[PATCH] Further relax the constraint on atomics in MemoryDependencyAnalysis.cpp

Thu Aug 21 13:30:42 PDT 2014

Thank you very much for the careful reviews !

Inline comments below with answers to your comments.

================
Comment at: lib/Analysis/MemoryDependenceAnalysis.cpp:388
@@ -373,1 +387,3 @@
+  bool HasSeenAcquire = false;
+
   if (isLoad && QueryInst) {
----------------
Philip Reames wrote:
> I'm still not finding this explanation particularly clear.  I'm going to ask you not to commit this until you can justify why this approach is correct.  
> 
> A potentially more intuitive way to explain this is to why this reordering is valid:
> store x = 0
> acquire operator
> release operation
> load x < -- okay to use zero
> 
> This is valid because the first pair of operations and the second pair can both be reordered.  i.e. the intermediate state is:
> acquire operation
> store x = 0
> load x < -- now obviously zero
> release operation
> 
> What is "discriminating context"?  What does it mean to "clobber"?
> 
The reordering approach is not enough to explain this optimisation, as there is no way of hoisting the store of x back above the acquire operation in the example you gave.

I will try to give a more detailed explanation below, if you find it clearer I will put it in the comments.
In the following code:

```
store x = 0
release operation (1)
acquire operation (4)
%val = load x
```
it is not okay to replace %val by 0, because another thread may be doing:

```
acquire operation (2)
store x = 42
release operation (3)
```
And if the program ensures that 1 synchronizes with 2, and 3 with 4 then this code is correct and %val ends up being 42 and not 0.

A key property of the above program, is that if either (1) or (4) are absent, there would be a race between the store x = 42 and either the original store or the subsequent load (so the whole program is undefined).
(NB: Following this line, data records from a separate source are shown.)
#![no_main]

use blobwire::Codec;
use libfuzzer_sys::fuzz_target;

fuzz_target!(|data: &[u8]| {
    // Any successful decode must re-encode and decode to the same value.
    let codec = Codec::new();
    if let Ok(value) = codec.des(data) {
        if let Ok(encoded) = codec.ser(&value) {
            assert_eq!(codec.des(&encoded).ok(), Some(value));
        }
    }
    let _ = codec.des_all(data);
});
It can be shown (mostly through an excruciatingly boring case analysis) that every such program where the optimisation is visible needs such a pair of release-acquire pair for synchronisation between the threads or is racy.
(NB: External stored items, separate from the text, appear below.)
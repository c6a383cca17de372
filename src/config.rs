//! # Configuration Management
//!
//! Centralized configuration for codec limits, wire tag set and logging.
//!
//! ## Configuration Sources
//! - TOML files via `from_file()`
//! - Direct instantiation with defaults
//! - Environment overrides via `from_env()`
//!
//! ## Security Considerations
//! - Default nesting limit (128) bounds stack use on hostile input
//! - Validation caps nesting at `MAX_SAFE_DEPTH` (512)
//! - Default input limit (16 MB) bounds memory per decode call

use crate::error::{CodecError, Result};
use serde::{Deserialize, Serialize};
use std::fs::File;
use std::io::Read;
use std::path::Path;
use tracing::Level;

/// Default maximum container nesting depth
pub const MAX_NESTING_DEPTH: usize = 128;

/// Default maximum encoded size accepted or produced (16 MB)
pub const MAX_INPUT_SIZE: usize = 16 * 1024 * 1024;

/// Deepest nesting that still decodes on a 2 MiB thread stack in a debug build.
pub const MAX_SAFE_DEPTH: usize = 512;

/// Which built-in tag set the codec speaks.
#[derive(Debug, Clone, Copy, PartialEq, Eq, Default, Deserialize, Serialize)]
#[serde(rename_all = "lowercase")]
pub enum RegistryKind {
    /// Every variant, including `float`, `complex` and `sint`.
    #[default]
    Builtin,
    /// Only the nine legacy tags, without `float`, `complex` or `sint`.
    Legacy,
}

/// Top-level configuration
#[derive(Debug, Clone, Deserialize, Serialize, Default)]
pub struct CodecConfig {
    /// Tag set
    #[serde(default)]
    pub registry: RegistryKind,

    /// Encode/decode bounds
    #[serde(default)]
    pub limits: LimitsConfig,

    /// Logging configuration
    #[serde(default)]
    pub logging: LoggingConfig,
}

impl CodecConfig {
    /// Load configuration from a TOML file
    pub fn from_file<P: AsRef<Path>>(path: P) -> Result<Self> {
        let mut file = File::open(path)
            .map_err(|e| CodecError::ConfigError(format!("Failed to open config file: {e}")))?;

        let mut contents = String::new();
        file.read_to_string(&mut contents)
            .map_err(|e| CodecError::ConfigError(format!("Failed to read config file: {e}")))?;

        Self::from_toml(&contents)
    }

    /// Load configuration from TOML string
    pub fn from_toml(content: &str) -> Result<Self> {
        toml::from_str::<Self>(content)
            .map_err(|e| CodecError::ConfigError(format!("Failed to parse TOML: {e}")))
    }

    /// Defaults overridden by `BLOBWIRE_*` environment variables
    pub fn from_env() -> Result<Self> {
        let mut config = Self::default();

        if let Ok(depth) = std::env::var("BLOBWIRE_MAX_DEPTH") {
            config.limits.max_depth = depth.parse::<usize>().map_err(|e| {
                CodecError::ConfigError(format!("Invalid BLOBWIRE_MAX_DEPTH '{depth}': {e}"))
            })?;
        }

        if let Ok(size) = std::env::var("BLOBWIRE_MAX_INPUT_SIZE") {
            config.limits.max_input_size = size.parse::<usize>().map_err(|e| {
                CodecError::ConfigError(format!("Invalid BLOBWIRE_MAX_INPUT_SIZE '{size}': {e}"))
            })?;
        }

        if let Ok(level) = std::env::var("BLOBWIRE_LOG_LEVEL") {
            config.logging.log_level = level.parse::<Level>().map_err(|_| {
                CodecError::ConfigError(format!("Invalid BLOBWIRE_LOG_LEVEL '{level}'"))
            })?;
        }

        Ok(config)
    }

    /// Apply overrides to the default configuration
    pub fn default_with_overrides<F>(mutator: F) -> Self
    where
        F: FnOnce(&mut Self),
    {
        let mut config = Self::default();
        mutator(&mut config);
        config
    }

    /// Generate example configuration file content
    pub fn example_config() -> String {
        toml::to_string_pretty(&Self::default())
            .unwrap_or_else(|_| String::from("# Failed to generate example config"))
    }

    /// Save configuration to a file
    pub fn save_to_file<P: AsRef<Path>>(&self, path: P) -> Result<()> {
        let content = toml::to_string_pretty(self)
            .map_err(|e| CodecError::ConfigError(format!("Failed to serialize config: {e}")))?;

        std::fs::write(path, content)
            .map_err(|e| CodecError::ConfigError(format!("Failed to write config file: {e}")))?;

        Ok(())
    }

    /// Validate the configuration for common issues and misconfigurations
    ///
    /// Returns a list of validation errors. Empty list means configuration is valid.
    pub fn validate(&self) -> Vec<String> {
        let mut errors = Vec::new();
        errors.extend(self.limits.validate());
        errors
    }

    /// Validate and return Result - convenience method
    pub fn validate_strict(&self) -> Result<()> {
        let errors = self.validate();
        if errors.is_empty() {
            Ok(())
        } else {
            Err(CodecError::ConfigError(format!(
                "Configuration validation failed:\n  - {}",
                errors.join("\n  - ")
            )))
        }
    }
}

/// Encode/decode bounds
#[derive(Debug, Clone, Deserialize, Serialize)]
pub struct LimitsConfig {
    /// Maximum container nesting depth
    pub max_depth: usize,

    /// Maximum encoded size in bytes
    pub max_input_size: usize,
}

impl Default for LimitsConfig {
    fn default() -> Self {
        Self {
            max_depth: MAX_NESTING_DEPTH,
            max_input_size: MAX_INPUT_SIZE,
        }
    }
}

impl LimitsConfig {
    /// Validate limits
    pub fn validate(&self) -> Vec<String> {
        let mut errors = Vec::new();

        if self.max_depth == 0 {
            errors.push("Max depth must be greater than 0".to_string());
        } else if self.max_depth > MAX_SAFE_DEPTH {
            errors.push(format!(
                "Max depth too large: {} (maximum: {MAX_SAFE_DEPTH})",
                self.max_depth
            ));
        }

        if self.max_input_size == 0 {
            errors.push("Max input size cannot be 0".to_string());
        } else if self.max_input_size > 1024 * 1024 * 1024 {
            errors.push(format!(
                "Max input size too large: {} bytes (maximum: 1 GB)",
                self.max_input_size
            ));
        }

        errors
    }
}

/// Logging configuration
#[derive(Debug, Clone, Deserialize, Serialize)]
pub struct LoggingConfig {
    /// Log level, overridden by `RUST_LOG` when set
    #[serde(with = "log_level_serde")]
    pub log_level: Level,

    /// Whether to use JSON formatting for logs
    pub json_format: bool,

    /// Whether to include the event target (module path)
    pub with_target: bool,
}

impl Default for LoggingConfig {
    fn default() -> Self {
        Self {
            log_level: Level::INFO,
            json_format: false,
            with_target: false,
        }
    }
}

/// Helper module for tracing::Level serialization/deserialization
mod log_level_serde {
    use serde::{Deserialize, Deserializer, Serialize, Serializer};
    use std::str::FromStr;
    use tracing::Level;

    pub fn serialize<S>(level: &Level, serializer: S) -> Result<S::Ok, S::Error>
    where
        S: Serializer,
    {
        let level_str = match *level {
            Level::TRACE => "trace",
            Level::DEBUG => "debug",
            Level::INFO => "info",
            Level::WARN => "warn",
            Level::ERROR => "error",
        };
        level_str.serialize(serializer)
    }

    pub fn deserialize<'de, D>(deserializer: D) -> Result<Level, D::Error>
    where
        D: Deserializer<'de>,
    {
        let level_str = String::deserialize(deserializer)?;
        Level::from_str(&level_str)
            .map_err(|_| serde::de::Error::custom(format!("Invalid log level: {level_str}")))
    }
}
(Discriminating context means "any number of threads which would make this optimisation visible if they were running concurrently with that one". I should indeed remove it as it seems unclear).


================
Comment at: lib/Analysis/MemoryDependenceAnalysis.cpp:440
@@ -423,3 +439,3 @@
             return MemDepResult::getClobber(LI);
         if (auto *QuerySI = dyn_cast<StoreInst>(QueryInst))
           if (!QuerySI->isSimple())
----------------
Philip Reames wrote:
> This is a bit off topic for this review, but I may have spotted a bug here.  What if the query instruction is a RMW operation?  These can have ordering semantics, but the existing code (from your previous change) would say there's no dependence.  
Indeed, thank you very much for find this.. it is incredible how hard to get right these things appear to be. I will send another patch shortly fixing it.
I would suggest making isAtomic()/isSimple() methods of all instructions (just return false/true respectively for the instructions that do not override it) and just checking that. In this way There would be much less risk in the future of forgetting one such case (there is also CmpXchg for example). Does this sound reasonable ?

================
Comment at: lib/Analysis/MemoryDependenceAnalysis.cpp:443
@@ -426,1 +442,3 @@
             return MemDepResult::getClobber(LI);
+        if (isAtLeastAcquire(LI->getOrdering()))
+          HasSeenAcquire = true;
----------------
Philip Reames wrote:
> I think this check is wrong.  (Independent of whether the approach is valid or not.)
> 
> My reasoning is that, a cst operation is "at least" an acquire.  However, it's _also_ a release and reordering these two is not legal:
> load cst y
> store x = 0
> 
> This would be a violation of a "release operation" ordering as used by C++11.  It's unclear whether that would violate the LLVM spec as written, but I think it probably should.  
> 
> Note that if my reasoning is sound, this is actually a problem with the previous patch as well, not just this one.  
> 
I am pretty sure a cst operation only behaves as a release if it stores something (and as an acquire only if it loads something).

For example, the 29.3 section starts by defining the memory orders in this way:
[..] and memory_order_seq_cst: a store operation performs a release operation on the affected memory location.
This is also true in the formalisation of Batty&al: a synchronizes-with relation can only be from a store or fence to a load or fence [http://www.cl.cam.ac.uk/~pes20/cpp/]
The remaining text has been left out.